//! 描述查找策略
//!
//! 情绪与动作的描述可能存放在新旧两种位置, 依次尝试策略列表中的每一项, 第一个非空结果即为答案。
//!
//! - 情绪: 扁平映射 `emotional expression presets` -> 预设库 `emotional expression library`
//! - 动作: 合并后的动作库 `character action library` -> 动作文件原始条目 -> 旧版扁平映射
//!   `character action presets`

use tracing::debug;

use crate::preset::{
    resolver::{resolve_strict, split_label},
    table::PresetTable,
};

/// 查找策略
#[derive(Debug, Clone, Copy, PartialEq, Eq)]
pub enum DescriptionLookup {
    /// 标签 -> `{description}` 的扁平情绪映射
    EmotionPresets,
    /// `presets` 下以 id 为键的情绪库
    EmotionLibrary,
    /// 以 `"{id} - {name}"` 为键的动作库
    ActionLibrary,
    /// 动作文件中的原始条目
    ActionEntries,
    /// 标签 -> `{description}` 的旧版动作映射
    ActionPresets,
}

/// 情绪查找顺序
pub const EMOTION_LOOKUPS: &[DescriptionLookup] = &[
    DescriptionLookup::EmotionPresets,
    DescriptionLookup::EmotionLibrary,
];

/// 动作查找顺序
pub const ACTION_LOOKUPS: &[DescriptionLookup] = &[
    DescriptionLookup::ActionLibrary,
    DescriptionLookup::ActionEntries,
    DescriptionLookup::ActionPresets,
];

impl DescriptionLookup {
    /// 按当前策略查找描述
    pub fn find<'a>(self, table: &'a PresetTable, selection: &str) -> Option<&'a str> {
        let description = match self {
            DescriptionLookup::EmotionPresets => table
                .emotion_presets
                .get(selection)
                .map(|entry| entry.description.as_str()),
            DescriptionLookup::EmotionLibrary => {
                resolve_strict(selection, &table.emotion_library).and_then(|(key, _)| {
                    table
                        .emotion_library
                        .get(key)
                        .and_then(|preset| preset.description.as_deref())
                })
            }
            DescriptionLookup::ActionLibrary => {
                resolve_strict(selection, &table.action_library).and_then(|(key, _)| {
                    table
                        .action_library
                        .get(key)
                        .and_then(|preset| preset.description.as_deref())
                })
            }
            DescriptionLookup::ActionEntries => find_action_entry(table, selection),
            DescriptionLookup::ActionPresets => table
                .action_presets
                .actions
                .get(selection)
                .map(|entry| entry.description.as_str()),
        };

        description.filter(|d| !d.trim().is_empty())
    }
}

/// 依次尝试各策略
pub fn find_description<'a>(
    lookups: &[DescriptionLookup],
    table: &'a PresetTable,
    selection: &str,
) -> Option<&'a str> {
    lookups.iter().find_map(|lookup| {
        let description = lookup.find(table, selection)?;
        debug!("'{selection}' matched by {lookup:?}");
        Some(description)
    })
}

/// 在动作文件条目中查找: 完整标签 -> 名称 -> id -> 标签中的 id 前缀
fn find_action_entry<'a>(table: &'a PresetTable, selection: &str) -> Option<&'a str> {
    let entries = &table.action_entries;
    let selection_id = split_label(selection).map(|(id, _)| id);

    entries
        .iter()
        .find(|entry| entry.label() == selection)
        .or_else(|| entries.iter().find(|entry| entry.name == selection))
        .or_else(|| entries.iter().find(|entry| entry.id == selection))
        .or_else(|| {
            let id = selection_id?;
            entries.iter().find(|entry| entry.id == id)
        })
        .map(|entry| entry.description.as_str())
}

- PROBLEM -
What's needed is a word-for-word restatement of all the entries.

- SOLUTION BELOW -
//! 描述查找策略
//!
//! 情绪与动作的描述可能存放在新旧两种位置, 依次尝试策略列表中的每一项, 第一个非空结果即为答案。
//!
//! - 情绪: 扁平映射 `emotional expression presets` -> 预设库 `emotional expression library`
//! - 动作: 合并后的动作库 `character action library` -> 动作文件原始条目 -> 旧版扁平映射
//!   `character action presets`

use tracing::debug;

use crate::preset::{
    resolver::{resolve_strict, split_label},
    table::PresetTable,
};

/// 查找策略
#[derive(Debug, Clone, Copy, PartialEq, Eq)]
pub enum DescriptionLookup {
    /// 标签 -> `{description}` 的扁平情绪映射
    EmotionPresets,
    /// `presets` 下以 id 为键的情绪库
    EmotionLibrary,
    /// 以 `"{id} - {name}"` 为键的动作库
    ActionLibrary,
    /// 动作文件中的原始条目
    ActionEntries,
    /// 标签 -> `{description}` 的旧版动作映射
    ActionPresets,
}

/// 情绪查找顺序
pub const EMOTION_LOOKUPS: &[DescriptionLookup] = &[
    DescriptionLookup::EmotionPresets,
    DescriptionLookup::EmotionLibrary,
];

/// 动作查找顺序
pub const ACTION_LOOKUPS: &[DescriptionLookup] = &[
    DescriptionLookup::ActionLibrary,
    DescriptionLookup::ActionEntries,
    DescriptionLookup::ActionPresets,
];

impl DescriptionLookup {
    /// 按当前策略查找描述
    pub fn find<'a>(self, table: &'a PresetTable, selection: &str) -> Option<&'a str> {
        let description = match self {
            DescriptionLookup::EmotionPresets => table
                .emotion_presets
                .get(selection)
                .map(|entry| entry.description.as_str()),
            DescriptionLookup::EmotionLibrary => {
                resolve_strict(selection, &table.emotion_library).and_then(|(key, _)| {
                    table
                        .emotion_library
                        .get(key)
                        .and_then(|preset| preset.description.as_deref())
                })
            }
            DescriptionLookup::ActionLibrary => {
                resolve_strict(selection, &table.action_library).and_then(|(key, _)| {
                    table
                        .action_library
                        .get(key)
                        .and_then(|preset| preset.description.as_deref())
                })
            }
            DescriptionLookup::ActionEntries => find_action_entry(table, selection),
            DescriptionLookup::ActionPresets => table
                .action_presets
                .actions
                .get(selection)
                .map(|entry| entry.description.as_str()),
        };

        description.filter(|d| !d.trim().is_empty())
    }
}

/// 依次尝试各策略
pub fn find_description<'a>(
    lookups: &[DescriptionLookup],
    table: &'a PresetTable,
    selection: &str,
) -> Option<&'a str> {
    lookups.iter().find_map(|lookup| {
        let description = lookup.find(table, selection)?;
        debug!("'{selection}' matched by {lookup:?}");
        Some(description)
    })
}

/// 在动作文件条目中查找: 完整标签 -> 名称 -> id -> 标签中的 id 前缀
fn find_action_entry<'a>(table: &'a PresetTable, selection: &str) -> Option<&'a str> {
    let entries = &table.action_entries;
    let selection_id = split_label(selection).map(|(id, _)| id);

    entries
        .iter()
        .find(|entry| entry.label() == selection)
        .or_else(|| entries.iter().find(|entry| entry.name == selection))
        .or_else(|| entries.iter().find(|entry| entry.id == selection))
        .or_else(|| {
            let id = selection_id?;
            entries.iter().find(|entry| entry.id == id)
        })
        .map(|entry| entry.description.as_str())
}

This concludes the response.